03.11.1936 – 30.07.1937 Kapitänleutnant Hermann Michahelles
00.00.1937 – 00.00.1937 Kapitänleutnant Hans-Rudolf Rösing
00.08.1937 - 00.08.1937 Oberleutnant zur See Otto Kretschmer
01.09.1937 – 29.11.1939 Kapitänleutnant Werner Lott

FLOTTILLEN


03.11.1936 – 31.08.1939 Einsatzboot U-Flottille SALTZWEDEL
01.09.1939 – 29.11.1939 Frontboot U-Flottille SALTZWEDEL

DIE UNTERNEHMUNGEN

VORKRIEGSUNTERNEHMUNG


11.01.1937 - Wilhelmshaven - - - - - - - - 03.02.1937 - Wilhelmshaven

U 35, unter Kapitänleutnant Hermann Michahelles, lief am 11.01.1937 von Wilhelmshaven aus. Das Boot, machte auf dieser Unternehmung, einen Flottenbesuch auf den Azorischen Inseln in Ponta Delgada. Nach 24 Tagen, lief U 35 am 03.02.1937 wieder in Wilhelmshaven ein.

VORKRIEGSUNTERNEHMUNG


08.04.1937 - Wilhelmshaven - - - - - - - - 13.04.1937 - Arosa

13.05.1937 - Arosa - - - - - - - - 17.05.1937 - Wilhelmshaven

U 35, unter Kapitänleutnant Hermann Michahelles, lief am 08.04.1937 von Wilhelmshaven aus. Das Boot nahm, im Spanischen Bürgerkrieg, an der Seeüberwachung vor der Küste Spaniens, vor Arosa, teil. Nach 40 Tagen, lief U 35 am 17.05.1937 wieder in Wilhelmshaven ein.

VORKRIEGSUNTERNEHMUNG


05.02.1938 - Wilhelmshaven - - - - - - - - 09.02.1938 - El Ferrol

10.04.1938 - Cádiz - - - - - - - - 15.04.1938 - Wilhelmshaven

U 35, unter Kapitänleutnant Werner Lott, lief am 05.02.1938 von Wilhelmshaven aus. Das Boot nahm, im Spanischen Bürgerkrieg, an der Seeüberwachung vor der Küste Spaniens teil. Das Boot diente außerdem, in Ceuta, als Wahllokal bei der Abstimmung der Österreicher über den Anschluß an das Deutsche Reich. Nach 70 Tagen, lief U 35 am 15.04.1937 wieder in Wilhelmshaven ein.

VORKRIEGSUNTERNEHMUNG


01.12.1938 - Wilhelmshaven - - - - - - - - 05.01.1939 - Wilhelmshaven

U 35, unter Kapitänleutnant Werner Lott, lief am 01.12.1938 von Wilhelmshaven aus. Das Boot führte, zwischen Portugal und den Azorischen Inseln, Tauch- und Geleitübungen mit U 29 und U 34 durch. Nach 35 Tagen, lief U 35 am 05.01.1939 wieder in Wilhelmshaven ein.

VERLEGUNGSFAHRT


24.08.1939 – Neustadt - - - - - - - - 26.08.1939 – Memel

27.08.1939 – Memel - - - - - - - - 01.09.1939 – Kiel

U 35, unter Kapitänleutnant Werner Lott, lief am 24.08.1939 von Neustadt aus. Das Boot verlegte, zusammen mit U 31 und U 32, zur Vorbereitung auf den drohenden Kriegsausbruch, nach Memel. Am 01.09.1939 lief U 35 in Memel ein. Dort nahm es an der Überwachung des Dampferverkehrs in der Ostsee und der Danziger Bucht teil und verlegte anschließend wieder nach Kiel.
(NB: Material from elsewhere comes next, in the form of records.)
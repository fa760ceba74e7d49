//! The monthly report page: summary cards, charts, and per-category detail
//! lists for a selected month.

use std::sync::{Arc, Mutex};

use axum::{
    extract::{FromRef, Query, State},
    response::{IntoResponse, Response},
};
use maud::{Markup, html};
use rusqlite::Connection;
use serde::Deserialize;
use time::{Date, Month, OffsetDateTime};

use crate::{
    AppState, Error,
    dashboard::summary_cards_view,
    endpoints,
    html::{
        BUTTON_PRIMARY_STYLE, FORM_LABEL_STYLE, FORM_TEXT_INPUT_STYLE, HeadElement,
        format_currency, base,
    },
    navigation::NavBar,
    report::{
        aggregation::{CategoryBucket, MonthlyReport, monthly_report},
        charts::{ChartPanel, category_pie_chart, charts_script, daily_transactions_chart},
        transaction::get_transactions_in_date_range,
    },
    timezone::get_local_offset,
};

/// Query parameters selecting the month to report on.
///
/// Both parameters default to the current month in the server's timezone.
#[derive(Debug, Deserialize)]
pub struct ReportQuery {
    pub year: Option<i32>,
    pub month: Option<u8>,
}

/// The state needed for the monthly report page.
#[derive(Debug, Clone)]
pub struct MonthlyReportPageState {
    /// The database connection for reading transactions.
    pub db_connection: Arc<Mutex<Connection>>,
    /// The local timezone as a canonical timezone name, e.g. "Pacific/Auckland".
    pub local_timezone: String,
}

impl FromRef<AppState> for MonthlyReportPageState {
    fn from_ref(state: &AppState) -> Self {
        Self {
            db_connection: state.db_connection.clone(),
            local_timezone: state.local_timezone.clone(),
        }
    }
}

/// Display the report for the requested month.
pub async fn get_monthly_report_page(
    State(state): State<MonthlyReportPageState>,
    Query(query): Query<ReportQuery>,
) -> Result<Response, Error> {
    let local_timezone = get_local_offset(&state.local_timezone).ok_or_else(|| {
        tracing::error!("Invalid timezone {}", state.local_timezone);
        Error::InvalidTimezoneError(state.local_timezone.clone())
    })?;
    let today = OffsetDateTime::now_utc().to_offset(local_timezone).date();

    let year = query.year.unwrap_or_else(|| today.year());
    let month = query.month.unwrap_or(today.month() as u8);

    let parsed_month = Month::try_from(month).map_err(|_| Error::InvalidMonth(month))?;
    let first_day =
        Date::from_calendar_date(year, parsed_month, 1).map_err(|_| Error::InvalidYear(year))?;
    let last_day = first_day
        .replace_day(time::util::days_in_year_month(year, parsed_month))
        .unwrap();

    let transactions = {
        let connection = state
            .db_connection
            .lock()
            .inspect_err(|error| tracing::error!("could not acquire database lock: {error}"))
            .map_err(|_| Error::DatabaseLockError)?;

        get_transactions_in_date_range(first_day..=last_day, &connection).inspect_err(
            |error| tracing::error!("could not get transactions for the report: {error}"),
        )?
    };

    let report = monthly_report(&transactions, year, month)?;

    Ok(report_view(year, parsed_month, &report).into_response())
}

fn report_view(year: i32, month: Month, report: &MonthlyReport) -> Markup {
    let nav_bar = NavBar::new(endpoints::REPORTS_VIEW).into_html();

    let total_income: f64 = report.income.iter().map(|bucket| bucket.amount).sum();
    let total_expenses: f64 = report.expenses.iter().map(|bucket| bucket.amount).sum();

    let mut charts = Vec::new();

    if !report.daily_transactions.is_empty() {
        charts.push(ChartPanel {
            id: "daily-chart",
            options: daily_transactions_chart(&report.daily_transactions).to_string(),
        });
    }

    if !report.income.is_empty() {
        charts.push(ChartPanel {
            id: "income-chart",
            options: category_pie_chart("Income Breakdown", &report.income).to_string(),
        });
    }

    if !report.expenses.is_empty() {
        charts.push(ChartPanel {
            id: "expenses-chart",
            options: category_pie_chart("Expense Breakdown", &report.expenses).to_string(),
        });
    }

    let content = html!(
        (nav_bar)

        div class="flex flex-col items-center px-2 lg:px-6 lg:py-8 mx-auto
            max-w-screen-xl text-gray-900 dark:text-white"
        {
            div class="flex flex-col sm:flex-row w-full justify-between items-start sm:items-center gap-4 mb-4"
            {
                h2 class="text-2xl font-bold" { (month) " " (year) }

                (month_picker_form(year, month))
            }

            (summary_cards_view(total_income, total_expenses))

            @if report.daily_transactions.is_empty() {
                p class="py-10 text-gray-600 dark:text-gray-400"
                {
                    "No transaction data available for this month."
                }
            } @else {
                section
                    id="charts"
                    class="w-full mx-auto mb-4"
                {
                    div class="grid grid-cols-1 xl:grid-cols-2 gap-4"
                    {
                        @for chart in &charts {
                            div
                                id=(chart.id)
                                class="min-h-[380px] rounded dark:bg-gray-100"
                            {}
                        }
                    }
                }

                div class="grid grid-cols-1 md:grid-cols-2 gap-4 w-full mb-8"
                {
                    (category_details("Income Details", &report.income))
                    (category_details("Expense Details", &report.expenses))
                }
            }
        }
    );

    let scripts = [
        HeadElement::ScriptLink("/static/echarts.6.0.0.min.js".to_owned()),
        charts_script(&charts),
    ];

    base("Monthly Report", &scripts, &content)
}

fn month_picker_form(year: i32, month: Month) -> Markup {
    html!(
        form
            method="get"
            action=(endpoints::REPORTS_VIEW)
            class="flex items-end gap-2"
        {
            div
            {
                label for="month" class=(FORM_LABEL_STYLE) { "Month" }

                select
                    id="month"
                    name="month"
                    class=(FORM_TEXT_INPUT_STYLE)
                {
                    @for month_number in 1..=12u8 {
                        option
                            value=(month_number)
                            selected[month_number == month as u8]
                        {
                            (Month::try_from(month_number).unwrap())
                        }
                    }
                }
            }

            div
            {
                label for="year" class=(FORM_LABEL_STYLE) { "Year" }

                input
                    id="year"
                    type="number"
                    name="year"
                    value=(year)
                    min="1970"
                    max="9999"
                    required
                    class=(FORM_TEXT_INPUT_STYLE);
            }

            button type="submit" class=(BUTTON_PRIMARY_STYLE) { "Show" }
        }
    )
}

fn category_details(title: &str, buckets: &[CategoryBucket]) -> Markup {
    html!(
        div class="bg-white dark:bg-gray-800 border border-gray-200
            dark:border-gray-700 rounded-lg p-4 shadow-md"
        {
            h3 class="text-xl font-semibold mb-4" { (title) }

            @if buckets.is_empty() {
                p class="text-gray-600 dark:text-gray-400"
                {
                    "No data available for this month."
                }
            } @else {
                div class="space-y-4"
                {
                    @for bucket in buckets {
                        div class="flex items-center justify-between"
                        {
                            span { (bucket.category) }

                            span class="font-medium"
                            {
                                (format_currency(bucket.amount))
                                " (" (format!("{:.1}", bucket.percent * 100.0)) "%)"
                            }
                        }
                    }
                }
            }
        }
    )
}

#[cfg(test)]
mod tests {
    use std::sync::{Arc, Mutex};

    use axum::{
        body::Body,
        extract::{Query, State},
        http::{Response, StatusCode},
        response::IntoResponse,
    };
    use rusqlite::Connection;
    use scraper::{Html, Selector};
    use time::macros::date;

    use crate::{
        Error,
        db::initialize,
        transaction::{Transaction, TransactionKind, create_transaction},
    };

    use super::{MonthlyReportPageState, ReportQuery, get_monthly_report_page};

    fn get_test_state() -> MonthlyReportPageState {
        let conn = Connection::open_in_memory().unwrap();
        initialize(&conn).unwrap();

        MonthlyReportPageState {
            db_connection: Arc::new(Mutex::new(conn)),
            local_timezone: "Etc/UTC".to_owned(),
        }
    }

    fn query(year: i32, month: u8) -> Query<ReportQuery> {
        Query(ReportQuery {
            year: Some(year),
            month: Some(month),
        })
    }

    #[tokio::test]
    async fn report_page_shows_charts_and_details() {
        let state = get_test_state();
        {
            let connection = state.db_connection.lock().unwrap();
            create_transaction(
                Transaction::build(
                    TransactionKind::Income,
                    900.0,
                    date!(2024 - 03 - 01),
                    "salary",
                ),
                &connection,
            )
            .unwrap();
            create_transaction(
                Transaction::build(
                    TransactionKind::Expense,
                    250.0,
                    date!(2024 - 03 - 05),
                    "groceries",
                ),
                &connection,
            )
            .unwrap();
        }

        let response = get_monthly_report_page(State(state), query(2024, 3))
            .await
            .unwrap();

        assert_eq!(response.status(), StatusCode::OK);

        let html = parse_html(response).await;
        assert_valid_html(&html);
        assert_element_exists(&html, "#daily-chart");
        assert_element_exists(&html, "#income-chart");
        assert_element_exists(&html, "#expenses-chart");

        let text = html.html();
        assert!(text.contains("March 2024"));
        assert!(text.contains("$900.00"));
        assert!(text.contains("$250.00"));
    }

    #[tokio::test]
    async fn report_page_shows_no_data_state_for_empty_month() {
        let state = get_test_state();

        let response = get_monthly_report_page(State(state), query(2024, 7))
            .await
            .unwrap();

        assert_eq!(response.status(), StatusCode::OK);

        let html = parse_html(response).await;
        assert_valid_html(&html);
        assert!(
            html.html()
                .contains("No transaction data available for this month.")
        );
    }

    #[tokio::test]
    async fn report_page_rejects_invalid_month() {
        let state = get_test_state();

        let result = get_monthly_report_page(State(state), query(2024, 13)).await;

        assert_eq!(result.as_ref().err(), Some(&Error::InvalidMonth(13)));

        let response = result.unwrap_err().into_response();
        assert_eq!(response.status(), StatusCode::BAD_REQUEST);
    }

    #[tokio::test]
    async fn report_page_excludes_other_months() {
        let state = get_test_state();
        {
            let connection = state.db_connection.lock().unwrap();
            create_transaction(
                Transaction::build(
                    TransactionKind::Expense,
                    99.0,
                    date!(2024 - 04 - 01),
                    "next month",
                ),
                &connection,
            )
            .unwrap();
        }

        let response = get_monthly_report_page(State(state), query(2024, 3))
            .await
            .unwrap();

        let html = parse_html(response).await;
        assert!(
            html.html()
                .contains("No transaction data available for this month.")
        );
    }

    async fn parse_html(response: Response<Body>) -> Html {
        let body = response.into_body();
        let body = axum::body::to_bytes(body, usize::MAX).await.unwrap();
        let text = String::from_utf8_lossy(&body).to_string();

        Html::parse_document(&text)
    }

    #[track_caller]
    fn assert_valid_html(html: &Html) {
        assert!(
            html.errors.is_empty(),
            "Got HTML parsing errors: {:?}",
            html.errors
        );
    }

    #[track_caller]
    fn assert_element_exists(html: &Html, selector: &str) {
        let selector = Selector::parse(selector).unwrap();
        assert!(
            html.select(&selector).next().is_some(),
            "Element '{selector:?}' not found"
        );
    }
}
Chronik 24.08.1939 – 01.09.1939:

24.08.1939 - 25.08.1939 - 26.08.1939 - 27.08.1939 - 28.08.1939 - 29.08.1939 - 30.08.1939 - 31.08.1939 - 01.09.1939

VERLEGUNGSFAHRT


02.09.1939 - Kiel - - - - - - - - 03.09.1939 - Wilhelmshaven

U 35, unter Kapitänleutnant Werner Lott, lief am 02.09.1939 von Kiel aus. Das Boot verlegte, durch den Kaiser Wilhelm Kanal, in die Werft nach Wilhelmshaven. Am 03.09.1939 lief U 35 in Wilhelmshaven ein.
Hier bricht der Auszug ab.